TUSCARORA JOHN NAPOLEON BRINTON HEWITT BORN—LINGUIST & ETHNOGRAPHER

Born on the Tuscarora Reserve, New York State, Hewitt’s mother was of Tuscarora & Oneida descent; his father was a white orphan adopted by a Tuscarora family.  Starting school at age 11, he left due to health.  Back at the reserve, he was a farmer, newspaper reporter, and teacher.  In 1880, John aided ethnologist Erminnie A. Smith who was studying Iroquois languages and collecting myths & tales.  When Smith died in 1886, the Bureau of Ethnology hired Hewitt to continue her work and complete a Tuscarora-English dictionary.  Hewitt established a relationship between Cherokee and Iroquois languages & wrote several entries to the Bureau’s Handbook of American Indians North of Mexico.  His publications include: Iroquois Cosmology & Seneca Fiction, Legends, and Myths.  Hewitt served as Anthropological Society of Washington treasurer (1912-26) & president (1932-34) and represented the Smithsonian Institute on the U.S. Board of Geographic Names (1918-37).  He died on October 14, 1937.

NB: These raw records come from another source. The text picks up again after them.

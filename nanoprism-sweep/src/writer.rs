//! Output files of a sweep.

use std::fs::File;
use std::io::{BufWriter, Write};
use std::path::{Path, PathBuf};

use anyhow::{Context, Result};
use nanoprism::{Spectrum, SpectrumPoint};

/// Column extracted from each point into its own two-column file.
type Column = fn(&SpectrumPoint) -> f64;

const DAT_FILES: [(&str, Column); 4] = [
    ("polarizability_re", |p| p.polarizability.re),
    ("polarizability_im", |p| p.polarizability.im),
    ("scattering_cs", |p| p.scattering),
    ("extinction_cs", |p| p.extinction),
];

/// Writes `<prefix>-<quantity>.dat` files, one `wavelength value` row per
/// point, and returns their paths.
pub fn write_dat_files(spectrum: &Spectrum, directory: &Path, prefix: &str) -> Result<Vec<PathBuf>> {
    std::fs::create_dir_all(directory)
        .with_context(|| format!("creating output directory {}", directory.display()))?;

    DAT_FILES
        .iter()
        .map(|(quantity, column)| {
            let path = directory.join(format!("{prefix}-{quantity}.dat"));
            write_column(spectrum, *column, &path)
                .with_context(|| format!("writing {}", path.display()))?;
            Ok(path)
        })
        .collect()
}

fn write_column(spectrum: &Spectrum, column: Column, path: &Path) -> Result<()> {
    let mut out = BufWriter::new(File::create(path)?);
    for point in &spectrum.points {
        writeln!(out, "{} {:e}", point.wavelength, column(point))?;
    }
    out.flush()?;
    Ok(())
}

/// Writes the whole spectrum, including the permittivity, as pretty JSON.
pub fn write_spectrum_json(spectrum: &Spectrum, directory: &Path, prefix: &str) -> Result<PathBuf> {
    std::fs::create_dir_all(directory)?;
    let path = directory.join(format!("{prefix}-spectrum.json"));
    let json = serde_json::to_string_pretty(spectrum)?;
    std::fs::write(&path, json).with_context(|| format!("writing {}", path.display()))?;
    Ok(path)
}

#[cfg(test)]
mod tests {
    use super::*;
    use approx::assert_relative_eq;
    use nanoprism::{Metal, SweepParams, compute_spectrum};

    fn small_spectrum() -> Spectrum {
        compute_spectrum(&SweepParams {
            metal: Metal::Gold,
            wavelength_min: 500.0,
            wavelength_max: 600.0,
            wavelength_step: 10.0,
            ..SweepParams::default()
        })
        .unwrap()
    }

    fn read_rows(path: &Path) -> Vec<(f64, f64)> {
        std::fs::read_to_string(path)
            .unwrap()
            .lines()
            .map(|line| {
                let mut cols = line.split_whitespace().map(|c| c.parse::<f64>().unwrap());
                (cols.next().unwrap(), cols.next().unwrap())
            })
            .collect()
    }

    #[test]
    fn test_writes_four_dat_files() {
        let dir = tempfile::tempdir().unwrap();
        let spectrum = small_spectrum();
        let paths = write_dat_files(&spectrum, dir.path(), "analytic_model").unwrap();

        let names: Vec<_> = paths
            .iter()
            .map(|p| p.file_name().unwrap().to_string_lossy().into_owned())
            .collect();
        assert_eq!(
            names,
            [
                "analytic_model-polarizability_re.dat",
                "analytic_model-polarizability_im.dat",
                "analytic_model-scattering_cs.dat",
                "analytic_model-extinction_cs.dat",
            ]
        );

        let ext = read_rows(&paths[3]);
        assert_eq!(ext.len(), 11);
        for (row, point) in ext.iter().zip(&spectrum.points) {
            assert_eq!(row.0, point.wavelength);
            assert_relative_eq!(row.1, point.extinction, max_relative = 1e-12);
        }
        let re = read_rows(&paths[0]);
        assert_relative_eq!(re[0].1, spectrum.points[0].polarizability.re, max_relative = 1e-12);
    }

    #[test]
    fn test_creates_missing_directory() {
        let dir = tempfile::tempdir().unwrap();
        let nested = dir.path().join("runs").join("gold");
        let paths = write_dat_files(&small_spectrum(), &nested, "au").unwrap();
        assert!(paths.iter().all(|p| p.exists()));
    }

    #[test]
    fn test_json_output() {
        let dir = tempfile::tempdir().unwrap();
        let spectrum = small_spectrum();
        let path = write_spectrum_json(&spectrum, dir.path(), "run").unwrap();
        assert!(path.ends_with("run-spectrum.json"));

        let back: Spectrum =
            serde_json::from_str(&std::fs::read_to_string(&path).unwrap()).unwrap();
        assert_eq!(back.points.len(), spectrum.points.len());
        assert_eq!(back.metal, Metal::Gold);
    }
}
use approx::assert_relative_eq;
use nanoprism::{
    Complex64, CrossSections, Metal, NanoprismError, PrismGeometry, cross_sections,
    dipole_polarizability, extinction_cross_section, scattering_cross_section,
};

fn reference_prism() -> PrismGeometry {
    PrismGeometry::new(50.0, 20.0, 2.0).unwrap()
}

#[test]
fn test_known_value_silver_400nm() {
    let prism = reference_prism();
    let d = prism.effective_diameter();
    assert_relative_eq!(d, 34.58, epsilon = 0.01);

    let eps_m = Metal::Silver.size_corrected_permittivity(400.0, d).unwrap();
    let alpha = dipole_polarizability(400.0, eps_m, 1.0, &prism).unwrap();
    assert!(alpha.re.is_finite() && alpha.im.is_finite());
    assert!(alpha.im >= 0.0, "alpha = {alpha}");
    assert_relative_eq!(alpha.re, -12_128.679_148_510_615, max_relative = 1e-6);
    assert_relative_eq!(alpha.im, 3_901.823_192_639_169, max_relative = 1e-6);

    let ext = extinction_cross_section(400.0, eps_m, 1.0, &prism).unwrap();
    assert!(ext > 1e-12 && ext < 1e-10, "ext = {ext}");
    assert_relative_eq!(ext, 7.701_890_270_868_816e-12, max_relative = 1e-6);

    let sca = scattering_cross_section(400.0, eps_m, 1.0, &prism).unwrap();
    assert_relative_eq!(sca, 8.279_315_756_675_183e-13, max_relative = 1e-6);
}

#[test]
fn test_extinction_exceeds_scattering_for_passive_metals() {
    let prism = reference_prism();
    let d = prism.effective_diameter();
    for metal in Metal::ALL {
        for eps_h in [1.0, 1.77, 2.25] {
            for i in 0..=50 {
                let wl = 300.0 + 10.0 * i as f64;
                let eps_m = metal.size_corrected_permittivity(wl, d).unwrap();
                assert!(eps_m.im > 0.0);
                let cs = cross_sections(wl, eps_m, eps_h, &prism).unwrap();
                assert!(
                    cs.extinction >= cs.scattering,
                    "{metal} at {wl} nm in eps_h={eps_h}: ext {} < sca {}",
                    cs.extinction,
                    cs.scattering
                );
                assert!(cs.absorption() >= 0.0);
            }
        }
    }
}

#[test]
fn test_lossless_metal_does_not_absorb() {
    // with Im(eps_m) = 0 only radiative damping is left: extinction == scattering
    let prism = reference_prism();
    for eps_m in [Complex64::new(-5.0, 0.0), Complex64::new(-12.0, 0.0)] {
        for wl in [400.0, 600.0] {
            let cs = cross_sections(wl, eps_m, 1.0, &prism).unwrap();
            assert_relative_eq!(cs.extinction, cs.scattering, max_relative = 1e-9);
        }
    }
}

#[test]
fn test_cross_sections_match_single_calls() {
    let prism = PrismGeometry::new(80.0, 10.0, 3.0).unwrap();
    let eps_m = Metal::Gold
        .size_corrected_permittivity(650.0, prism.effective_diameter())
        .unwrap();

    let both = cross_sections(650.0, eps_m, 1.77, &prism).unwrap();
    let sca = scattering_cross_section(650.0, eps_m, 1.77, &prism).unwrap();
    let ext = extinction_cross_section(650.0, eps_m, 1.77, &prism).unwrap();
    assert_eq!(both.scattering, sca);
    assert_eq!(both.extinction, ext);

    let alpha = dipole_polarizability(650.0, eps_m, 1.77, &prism).unwrap();
    assert_eq!(CrossSections::from_polarizability(650.0, 1.77, alpha), both);
}

#[test]
fn test_polarizability_scales_with_host() {
    // a denser host red-shifts the resonance: at 560 nm water beats vacuum
    let prism = reference_prism();
    let d = prism.effective_diameter();
    let eps_m = Metal::Silver.size_corrected_permittivity(560.0, d).unwrap();
    let vacuum = extinction_cross_section(560.0, eps_m, 1.0, &prism).unwrap();
    let water = extinction_cross_section(560.0, eps_m, 1.77, &prism).unwrap();
    assert!(water > vacuum, "water {water} vs vacuum {vacuum}");
}

#[test]
fn test_invalid_model_inputs() {
    let prism = reference_prism();
    let eps_m = Complex64::new(-10.0, 1.0);

    let err = dipole_polarizability(400.0, eps_m, 0.0, &prism).unwrap_err();
    assert_eq!(err, NanoprismError::InvalidHostPermittivity(0.0));
    let err = scattering_cross_section(-1.0, eps_m, 1.0, &prism).unwrap_err();
    assert_eq!(err, NanoprismError::InvalidWavelength(-1.0));
    assert!(extinction_cross_section(400.0, eps_m, f64::NAN, &prism).is_err());
}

Source:  “Hewitt, J.N.B. (John Napoleon Brinton),” Warrior Society, 9/24/2005.  Retrieved 9/10/2020, https://www.tapatalk.com/groups/tuscaroranationeyog/hewitt-j-n-b-john-napoleon-brinton-t992.html
Photo:  Author unknown, 1915.  Public Domain.  Source: Quarterly Journal of the Society of American Indians, Volume 3, Number 2, April-June, 1915.